## DIRECTIONS FOR THIS TASK:
Keep only the lines that hold the string "left", filtering out the rest of the entries below.

===== RECORDS FOR THE TASK =====

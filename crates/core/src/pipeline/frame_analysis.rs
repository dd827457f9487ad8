use std::collections::BTreeMap;
use std::fmt;
use std::time::Duration;

use crate::estimation::domain::eye_landmarks::EyeCrops;
use crate::estimation::domain::gaze_vector::GazeVector;
use crate::estimation::domain::head_pose::HeadPose;
use crate::shared::crop::Crop;
use crate::shared::stage::Stage;
use crate::visualization::domain::frame_observer::FrameAnnotations;

use super::stage_latency::StageLatency;

/// Why a frame produced no gaze vector.
#[derive(Clone, Copy, Debug, PartialEq, Eq, Hash, PartialOrd, Ord)]
pub enum SkipReason {
    NoFace,
    NoEyes,
    Failed(Stage),
}

impl fmt::Display for SkipReason {
    fn fmt(&self, f: &mut fmt::Formatter<'_>) -> fmt::Result {
        match self {
            SkipReason::NoFace => f.write_str("no face"),
            SkipReason::NoEyes => f.write_str("no eyes"),
            SkipReason::Failed(stage) => write!(f, "{stage} failed"),
        }
    }
}

#[derive(Clone, Copy, Debug, PartialEq)]
pub enum FrameOutcome {
    Tracked(GazeVector),
    Skipped(SkipReason),
}

/// Everything the pipeline learned about one frame, up to the first stage
/// that came back empty.
#[derive(Clone, Debug, PartialEq)]
pub struct FrameAnalysis {
    pub frame_index: usize,
    pub face: Option<Crop>,
    pub eyes: Option<EyeCrops>,
    pub head_pose: Option<HeadPose>,
    pub outcome: FrameOutcome,
    /// Inference time of each stage that ran to completion, in order.
    pub timings: Vec<(Stage, Duration)>,
}

impl FrameAnalysis {
    pub fn gaze(&self) -> Option<&GazeVector> {
        match &self.outcome {
            FrameOutcome::Tracked(gaze) => Some(gaze),
            FrameOutcome::Skipped(_) => None,
        }
    }

    pub fn skip_reason(&self) -> Option<SkipReason> {
        match self.outcome {
            FrameOutcome::Skipped(reason) => Some(reason),
            FrameOutcome::Tracked(_) => None,
        }
    }

    pub fn stages_run(&self) -> Vec<Stage> {
        self.timings.iter().map(|(s, _)| *s).collect()
    }

    /// Results mapped into frame space for an observer.
    ///
    /// Eye boxes live in face-crop space; the face crop starts at its box's
    /// top-left corner, so they are shifted by that corner.
    pub fn annotations(&self) -> FrameAnnotations {
        let face_box = self.face.as_ref().map(|f| f.bbox());
        let eye_boxes = match (&self.eyes, face_box) {
            (Some(eyes), Some(face)) => Some((
                eyes.left.bbox().translated(face.x_min, face.y_min),
                eyes.right.bbox().translated(face.x_min, face.y_min),
            )),
            _ => None,
        };
        FrameAnnotations {
            face_box,
            eye_boxes,
            head_pose: self.head_pose,
            gaze: self.gaze().copied(),
        }
    }
}

/// Totals for one run over a frame source.
#[derive(Clone, Debug, Default, PartialEq)]
pub struct SessionSummary {
    pub frames: usize,
    pub tracked: usize,
    pub skipped: BTreeMap<SkipReason, usize>,
    pub latency: StageLatency,
    pub elapsed: Duration,
}

impl SessionSummary {
    pub fn skipped_total(&self) -> usize {
        self.skipped.values().sum()
    }

    pub fn skipped_for(&self, reason: SkipReason) -> usize {
        self.skipped.get(&reason).copied().unwrap_or(0)
    }
}

#[cfg(test)]
mod tests {
    use super::*;
    use crate::shared::bounding_box::BoundingBox;
    use crate::shared::frame::Frame;

    #[test]
    fn test_annotations_map_eyes_to_frame_space() {
        let frame = Frame::new(vec![0; 200 * 200 * 3], 200, 200, 3, 0);
        let face = Crop::from_parent(&frame, BoundingBox::new(20, 20, 100, 100));
        let eyes = EyeCrops {
            left: Crop::from_parent(face.image(), BoundingBox::new(20, 20, 60, 60)),
            right: Crop::from_parent(face.image(), BoundingBox::new(28, 20, 68, 60)),
        };
        let analysis = FrameAnalysis {
            frame_index: 0,
            face: Some(face),
            eyes: Some(eyes),
            head_pose: Some(HeadPose::new(10.0, 5.0, 0.0)),
            outcome: FrameOutcome::Skipped(SkipReason::Failed(Stage::GazeEstimation)),
            timings: Vec::new(),
        };

        let annotations = analysis.annotations();
        assert_eq!(annotations.face_box, Some(BoundingBox::new(20, 20, 100, 100)));
        assert_eq!(
            annotations.eye_boxes,
            Some((BoundingBox::new(40, 40, 80, 80), BoundingBox::new(48, 40, 88, 80)))
        );
        assert!(annotations.gaze.is_none());
    }

    #[test]
    fn test_skip_reason_display() {
        assert_eq!(SkipReason::NoFace.to_string(), "no face");
        assert_eq!(SkipReason::Failed(Stage::HeadPose).to_string(), "head_pose failed");
    }

    #[test]
    fn test_summary_skip_totals() {
        let mut summary = SessionSummary::default();
        summary.skipped.insert(SkipReason::NoFace, 3);
        summary.skipped.insert(SkipReason::Failed(Stage::GazeEstimation), 1);
        assert_eq!(summary.skipped_total(), 4);
        assert_eq!(summary.skipped_for(SkipReason::NoEyes), 0);
    }
}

=====

## FINISHED TASK:
    /// top-left corner, so they are shifted by that corner.
                eyes.left.bbox().translated(face.x_min, face.y_min),
            left: Crop::from_parent(face.image(), BoundingBox::new(20, 20, 60, 60)),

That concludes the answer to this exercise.